As evidence, I cited a report from the Tow Center for Digital Journalism at Columbia University, which suggested earlier this year that fewer than 10 percent of unique visitors to newspaper and local-TV websites watch video streams. Anecdotally, I’ve found this to be true not just among middle-aged people like me but also among the undergraduates I teach.

Several commenters blamed these results the feckless way too many newspaper managers approach multimedia. Giving a reporter, or even a still photographer, a video camera doesn’t make that person a video journalist, any more than handing a photographer a notepad makes that person a writer. Training matters. Some newspapers have provided the necessary education, but many editors panicked once they decided to increase the multimedia on their sites.
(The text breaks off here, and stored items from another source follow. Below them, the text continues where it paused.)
//! Safety checks run before any binlog is touched, and resolution of
//! everything the decoder needs.

use crate::binlog::{self, BinlogFile};
use crate::config::FlashbackConfig;
use crate::error::{Result, RollbackError};
use crate::filter;
use dbbackup::utils::mysqlconn::{global_variable, server_version, slave_status, version_number};
use chrono::{DateTime, Local};
use sqlx::MySqlPool;
use std::path::{Path, PathBuf};
use tracing::info;

/// `binlog_row_image` exists from 5.6 on; older servers always log full rows.
const ROW_IMAGE_SINCE: u32 = 5_006_000;

#[derive(Debug, Clone, Default)]
pub struct InstanceInfo {
    pub version: String,
    pub binlog_format: String,
    pub row_image: Option<String>,
    pub log_bin_basename: Option<String>,
    pub is_replica: bool,
}

/// Everything the decode step needs, resolved against the live instance.
#[derive(Debug, Clone)]
pub struct Prepared {
    pub binlogs: Vec<PathBuf>,
    pub rows_filter: Option<String>,
    pub start: DateTime<Local>,
    pub stop: DateTime<Local>,
}

pub fn check_variables(version: &str, binlog_format: &str, row_image: Option<&str>) -> Result<()> {
    if !binlog_format.eq_ignore_ascii_case("ROW") {
        return Err(RollbackError::precheck(format!(
            "binlog_format is {}, flashback needs ROW",
            binlog_format
        )));
    }
    if version_number(version) >= ROW_IMAGE_SINCE {
        match row_image {
            Some(image) if image.eq_ignore_ascii_case("FULL") => {}
            other => {
                return Err(RollbackError::precheck(format!(
                    "binlog_row_image is {}, flashback needs FULL",
                    other.unwrap_or("unset")
                )))
            }
        }
    }
    Ok(())
}

pub fn check_instance(info: &InstanceInfo) -> Result<()> {
    if info.is_replica {
        return Err(RollbackError::precheck(
            "instance is a replica; flashback must run on the writable node",
        ));
    }
    check_variables(&info.version, &info.binlog_format, info.row_image.as_deref())
}

pub async fn inspect(pool: &MySqlPool) -> Result<InstanceInfo> {
    let version = server_version(pool).await?;
    Ok(InstanceInfo {
        binlog_format: global_variable(pool, "binlog_format").await?.unwrap_or_default(),
        row_image: global_variable(pool, "binlog_row_image").await?,
        log_bin_basename: global_variable(pool, "log_bin_basename").await?,
        is_replica: slave_status(pool).await?.is_some(),
        version,
    })
}

/// Directory and basename of the binlogs. `binlog_dir` overrides the
/// directory; the basename always comes from `@@log_bin_basename`.
pub fn binlog_source(cfg: &FlashbackConfig, log_bin_basename: Option<&str>) -> Result<(PathBuf, String)> {
    let base = log_bin_basename
        .filter(|b| !b.trim().is_empty())
        .map(Path::new)
        .ok_or_else(|| RollbackError::precheck("log_bin_basename is empty; is binary logging enabled?"))?;
    let name = base
        .file_name()
        .map(|n| n.to_string_lossy().to_string())
        .ok_or_else(|| RollbackError::precheck(format!("bad log_bin_basename {}", base.display())))?;
    let dir = match &cfg.binlog_dir {
        Some(dir) => dir.clone(),
        None => base.parent().map(Path::to_path_buf).unwrap_or_default(),
    };
    Ok((dir, name))
}

/// Candidate binlogs: the explicit list if one is configured, otherwise
/// the files overlapping the time window.
pub fn candidate_binlogs(
    cfg: &FlashbackConfig,
    dir: &Path,
    basename: &str,
    start: DateTime<Local>,
    stop: DateTime<Local>,
) -> Result<Vec<BinlogFile>> {
    let explicit = cfg.binlog_file_list();
    if !explicit.is_empty() {
        return binlog::explicit_binlogs(dir, &explicit);
    }
    let files = binlog::list_binlogs(dir, basename)?;
    binlog::select_window(&files, start, stop)
}

pub async fn run_precheck(cfg: &FlashbackConfig, pool: &MySqlPool) -> Result<Prepared> {
    let (start, stop) = cfg.window(Local::now())?;
    let info = inspect(pool).await?;
    check_instance(&info)?;

    let rows_filter = filter::resolve_row_filter(cfg, pool).await?;

    let (dir, basename) = if cfg.binlog_file_list().is_empty() {
        binlog_source(cfg, info.log_bin_basename.as_deref())?
    } else {
        // explicit names only need the directory, which validate() requires
        (cfg.binlog_dir.clone().unwrap_or_default(), String::new())
    };
    let files = candidate_binlogs(cfg, &dir, &basename, start, stop)?;
    info!(
        version = %info.version,
        binlogs = files.len(),
        first = %files.first().map(|f| f.name.as_str()).unwrap_or(""),
        filter = rows_filter.as_deref().unwrap_or(""),
        "Precheck passed"
    );
    let binlogs = binlog::snapshot(&files, &cfg.binlog_work_dir())?;
    Ok(Prepared {
        binlogs,
        rows_filter,
        start,
        stop,
    })
}

#[cfg(test)]
mod tests {
    use super::*;
    use crate::binlog::tests::write_binlog;
    use crate::config::tests::sample_config;
    use chrono::TimeZone;
    use tempfile::TempDir;

    #[test]
    fn test_check_variables() {
        assert!(check_variables("5.7.20-log", "ROW", Some("FULL")).is_ok());
        assert!(check_variables("5.5.24", "ROW", None).is_ok());
        assert!(check_variables("8.0.30", "row", Some("full")).is_ok());

        for (version, format, image) in [
            ("5.7.20", "STATEMENT", Some("FULL")),
            ("5.7.20", "MIXED", Some("FULL")),
            ("5.7.20", "ROW", Some("MINIMAL")),
            ("8.0.30", "ROW", None),
        ] {
            let err = check_variables(version, format, image).unwrap_err();
            assert!(matches!(err, RollbackError::Precheck(_)), "{} {}", version, format);
        }
    }

    #[test]
    fn test_replica_rejected() {
        let info = InstanceInfo {
            version: "5.7.20".to_string(),
            binlog_format: "ROW".to_string(),
            row_image: Some("FULL".to_string()),
            log_bin_basename: Some("/data/mysql/binlog/binlog".to_string()),
            is_replica: true,
        };
        assert!(check_instance(&info).is_err());
        assert!(check_instance(&InstanceInfo { is_replica: false, ..info }).is_ok());
    }

    #[test]
    fn test_binlog_source() {
        let mut cfg = sample_config(Path::new("/tmp/fb"));
        let (dir, name) = binlog_source(&cfg, Some("/data/mysql/binlog/binlog20000")).unwrap();
        assert_eq!(dir, PathBuf::from("/data/mysql/binlog"));
        assert_eq!(name, "binlog20000");

        cfg.binlog_dir = Some(PathBuf::from("/backup/binlog"));
        let (dir, _) = binlog_source(&cfg, Some("/data/mysql/binlog/binlog20000")).unwrap();
        assert_eq!(dir, PathBuf::from("/backup/binlog"));

        assert!(binlog_source(&cfg, None).is_err());
    }

    #[test]
    fn test_candidates_scan_and_explicit() {
        let dir = TempDir::new().unwrap();
        let at = |h| Local.with_ymd_and_hms(2024, 3, 1, h, 0, 0).unwrap();
        write_binlog(dir.path(), "binlog.000001", at(9));
        write_binlog(dir.path(), "binlog.000002", at(10));
        write_binlog(dir.path(), "binlog.000003", at(12));

        let mut cfg = sample_config(dir.path());
        let (start, stop) = cfg.window(Local::now()).unwrap();
        let scanned = candidate_binlogs(&cfg, dir.path(), "binlog", start, stop).unwrap();
        assert_eq!(scanned.len(), 1);
        assert_eq!(scanned[0].name, "binlog.000002");

        let early = Local.with_ymd_and_hms(2024, 3, 1, 8, 0, 0).unwrap();
        assert!(matches!(
            candidate_binlogs(&cfg, dir.path(), "binlog", early, stop),
            Err(RollbackError::NoCandidateBinlogs { .. })
        ));

        cfg.binlog_dir = Some(dir.path().to_path_buf());
        cfg.binlog_files = "binlog.000003".to_string();
        let explicit = candidate_binlogs(&cfg, dir.path(), "", start, stop).unwrap();
        assert_eq!(explicit[0].name, "binlog.000003");
    }
}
They shoved video cameras into the hands of nearly everyone on their staffs and demanded that they start shooting.

As Rebecca Gerendasy, a veteran video journalist from San Francisco, commented:

Telling a visual story with video is very different from telling that same story with still photographs. It’s a different skill set that many upper managers don’t understand, I’m afraid. The photojournalist needs to understand how to capture action in order to build sequences, record excellent audio (a big reason why many exit a video is that they can’t understand what is being said!), and know how to put all these puzzle pieces together to tell a good compelling story. Some photo journalists (and reporters) excel at the transition, some don’t.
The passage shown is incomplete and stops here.